The ‘noisy neighbours’ are on the attack but their star striker is tackled on the edge of the box. ‘No foul’ says the ref and play continues. The team we shall call ‘Manchester United’ goes straight up the other end and, without the ball going out of play, they score. Only for the video ref to rule that the challenge 15 seconds ago WAS a foul so it’s actually a free kick on the edge of the box at the other end.
Cue mayhem. Why bother banning alcohol in the stands if you’re going to give ‘em replays?
I’m sure some of you will be suggesting that the video ref would only make a judgement call if asked by the match referee, as is the case in rugby. It’s a valid point. Of course the referee cannot be compromised by being unilaterally over ruled through unsolicited judgement. BUT…
When the titles roll on the first highlights programme of the weekend and a tackle that the video referee would surely have called as a foul is shown to have gone unpunished, do we really think the pundits will be told to tone down their comments? We all know the answer to that one because it doesn’t happen now and whether we like it or not, football, its officials and its players are under more scrutiny than in any other sport.

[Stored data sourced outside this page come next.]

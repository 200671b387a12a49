//! Codec-parameter side data that must not reach the muxer.
//!
//! ffmpeg-next does not expose `AVCodecParameters::coded_side_data`, so removal
//! goes through the raw FFmpeg API here and nowhere else.

use ffmpeg_next::{codec::Parameters, ffi};

/// Side-data record kinds this crate knows how to drop.
#[derive(Debug, Clone, Copy, PartialEq, Eq)]
pub enum SideDataKind {
    /// Dolby Vision decoder configuration record (`dvcC`/`dvvC`).
    DolbyVisionConfig,
}

impl SideDataKind {
    fn as_ffi(self) -> ffi::AVPacketSideDataType {
        match self {
            Self::DolbyVisionConfig => ffi::AVPacketSideDataType::AV_PKT_DATA_DOVI_CONF,
        }
    }
}

/// Returns true if `params` carries a record of `kind`.
pub fn has_side_data(params: &Parameters, kind: SideDataKind) -> bool {
    unsafe {
        let ptr = params.as_ptr();
        let entries = (*ptr).coded_side_data;
        let count = (*ptr).nb_coded_side_data.max(0) as usize;
        if entries.is_null() {
            return false;
        }
        (0..count).any(|i| (*entries.add(i)).type_ == kind.as_ffi())
    }
}

/// Removes every record of `kind` from `params`. Returns true if anything was removed.
///
/// Must run before the output header is written: muxers pick container brands
/// from this side data when the header goes out.
pub fn strip_side_data(params: &mut Parameters, kind: SideDataKind) -> bool {
    if !has_side_data(params, kind) {
        return false;
    }
    unsafe {
        let ptr = params.as_mut_ptr();
        ffi::av_packet_side_data_remove(
            (*ptr).coded_side_data,
            &mut (*ptr).nb_coded_side_data,
            kind.as_ffi(),
        );
    }
    true
}
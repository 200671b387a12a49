use axum::{
    Json,
    http::{StatusCode, header},
    response::{IntoResponse, Response},
};
use serde_json::json;

use crate::error::PlaybackError;

pub mod playback;
pub mod stream;

pub type ApiResult<T> = Result<T, ApiError>;
pub type ApiJsonResult<T> = ApiResult<Json<T>>;

pub struct ApiError(anyhow::Error);

impl ApiError {
    fn status(&self) -> StatusCode {
        if self.0.downcast_ref::<uuid::Error>().is_some() {
            return StatusCode::BAD_REQUEST;
        }
        match self.0.downcast_ref::<PlaybackError>() {
            Some(PlaybackError::InvalidPath(_) | PlaybackError::InvalidRequest(_)) => {
                StatusCode::BAD_REQUEST
            }
            Some(PlaybackError::CapacityReached { .. }) => StatusCode::TOO_MANY_REQUESTS,
            Some(PlaybackError::NotReady(_)) => StatusCode::SERVICE_UNAVAILABLE,
            Some(
                PlaybackError::SessionNotFound(_)
                | PlaybackError::NotFound(_)
                | PlaybackError::Resolve(_),
            ) => StatusCode::NOT_FOUND,
            _ => StatusCode::INTERNAL_SERVER_ERROR,
        }
    }
}

impl IntoResponse for ApiError {
    fn into_response(self) -> Response {
        let status = self.status();
        if status.is_server_error() && status != StatusCode::SERVICE_UNAVAILABLE {
            log::error!("api error: {:#}", self.0);
        } else {
            log::debug!("api {}: {:#}", status, self.0);
        }
        let body = Json(json!({ "error": format!("{:#}", self.0) }));
        if status == StatusCode::SERVICE_UNAVAILABLE {
            return (status, [(header::RETRY_AFTER, "1")], body).into_response();
        }
        (status, body).into_response()
    }
}

impl<E> From<E> for ApiError
where
    E: Into<anyhow::Error>,
{
    fn from(err: E) -> Self {
        Self(err.into())
    }
}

My point is that in football it will undoubtedly be harder to strike the right balance between letting a game flow and using technology for the overall good, but I do concede that it doesn’t mean we shouldn’t try. Zurich’s nod towards ‘any other business’ next month isn’t, of course, going to proffer a definitive outcome on the day, but it will undoubtedly open the floodgates for debate. When that happens, the power of modern day communication will mean the fans, the press and anyone in between will not let go until they’ve shaken out a decision they can dissect at leisure. It had better be the right one.
The UEFA President, Michel Platini, has already warned that the advent of goal line technology was merely the first step towards the inevitable and I’m sure he’ll take no pleasure in telling everybody at some point that he was right. There’s a lot of water to flow under this particular ‘pont’ before Monsieur Platini can remind us of his powers but the trickle will start in Zurich when the administrators who will no doubt be damned if they do and damned if they don’t, open up a very large can of worms.

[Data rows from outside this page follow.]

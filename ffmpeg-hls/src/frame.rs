use std::ops::{Deref, DerefMut};

use ffmpeg_next::{Frame, frame, media};

/// Reusable decoded/filtered frame buffer of either medium.
pub enum MediaFrame {
    Video(frame::Video),
    Audio(frame::Audio),
}

impl MediaFrame {
    pub fn empty(medium: media::Type) -> anyhow::Result<Self> {
        match medium {
            media::Type::Video => Ok(Self::Video(frame::Video::empty())),
            media::Type::Audio => Ok(Self::Audio(frame::Audio::empty())),
            other => anyhow::bail!("no frame buffer for {:?} streams", other),
        }
    }

    /// Clears the picture type chosen by the decoder so the encoder places keyframes itself.
    pub fn reset_picture_type(&mut self) {
        if let Self::Video(frame) = self {
            frame.set_kind(ffmpeg_next::picture::Type::None);
        }
    }
}

impl Deref for MediaFrame {
    type Target = Frame;

    fn deref(&self) -> &Frame {
        match self {
            Self::Video(frame) => frame,
            Self::Audio(frame) => frame,
        }
    }
}

impl DerefMut for MediaFrame {
    fn deref_mut(&mut self) -> &mut Frame {
        match self {
            Self::Video(frame) => frame,
            Self::Audio(frame) => frame,
        }
    }
}
use std::{sync::Arc, time::Duration};

use tokio::sync::mpsc;
use tokio_util::sync::CancellationToken;

use crate::{
    config::ServerConfig,
    handler::stream::StreamHandler,
    playback::{
        pipeline::{EncodeSettings, PipelineManager},
        service::PlaybackService,
        session::SessionManager,
        source::{FfmpegProber, LibraryResolver},
    },
};

mod api;
mod config;
mod error;
mod handler;
mod playback;

const REAPER_INTERVAL: Duration = Duration::from_secs(1);

fn init_logging() {
    env_logger::Builder::from_default_env()
        .filter_level(log::LevelFilter::Info)
        .filter_module("ffmpeg_hls", log::LevelFilter::Info)
        .filter_module("abr_stream", log::LevelFilter::Debug)
        .init();
}

#[tokio::main]
async fn main() -> ! {
    init_logging();
    let config = ServerConfig::load().unwrap_or_else(|e| {
        log::error!("load config: {:#}", e);
        std::process::exit(1);
    });
    if let Err(e) = ffmpeg_hls::init() {
        log::error!("ffmpeg init: {:#}", e);
        std::process::exit(1);
    }

    let cancel = CancellationToken::new();

    let (evicted_tx, evicted_rx) = mpsc::unbounded_channel();
    let sessions = Arc::new(SessionManager::new(
        config.max_sessions,
        config.session_ttl(),
        Some(evicted_tx),
    ));
    let pipelines = Arc::new(PipelineManager::new(
        config.max_pipelines,
        EncodeSettings {
            crf: config.crf,
            preset: config.preset.clone(),
            segment_duration: config.segment_duration,
        },
    ));
    let service = Arc::new(PlaybackService::new(
        &config,
        Arc::clone(&sessions),
        Arc::clone(&pipelines),
        Arc::new(FfmpegProber),
        Arc::new(LibraryResolver::new(&config.library_root)),
        cancel.clone(),
    ));
    service.spawn_reaper(evicted_rx, REAPER_INTERVAL);

    let stream = Arc::new(StreamHandler::new(
        Arc::clone(&sessions),
        config.playlist_wait(),
        cancel.clone(),
    ));
    log::info!(
        "segments in {}, library at {}, max {} sessions",
        config.segment_dir.display(),
        config.library_root.display(),
        config.max_sessions
    );
    api::start_api_server(config.listen, api::app(service, stream), cancel.clone());

    loop {
        tokio::select! {
            _ = cancel.cancelled() => {
                break;
            },
            _ = tokio::signal::ctrl_c() => {
                cancel.cancel();
            },
        }
    }

    let stopped = pipelines.stop_all().await;
    log::info!("{} pipelines stopped, exiting", stopped);
    std::process::exit(0);
}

Surely video replays have got to be a part of the future? Well perhaps there’s an argument that suggests that when even the TV pundits can’t agree after seeing a tackle from every conceivable angle, there’s little hope for one person stuck in a sweaty cubicle during the heat of battle.
Football’s on-pitch decision making is generally a much more subjective art than in rugby or cricket and I genuinely don’t envy those who’ll make the ultimate decision on where to draw the line for video replays. An unstoppable mix of the power of ‘progress’ and the public’s perception that utopia is just around the corner, is destined to make it happen, but if they don’t get it right, there will still be weekend arguments down the pub – it’s just that they’ll be a little more complicated.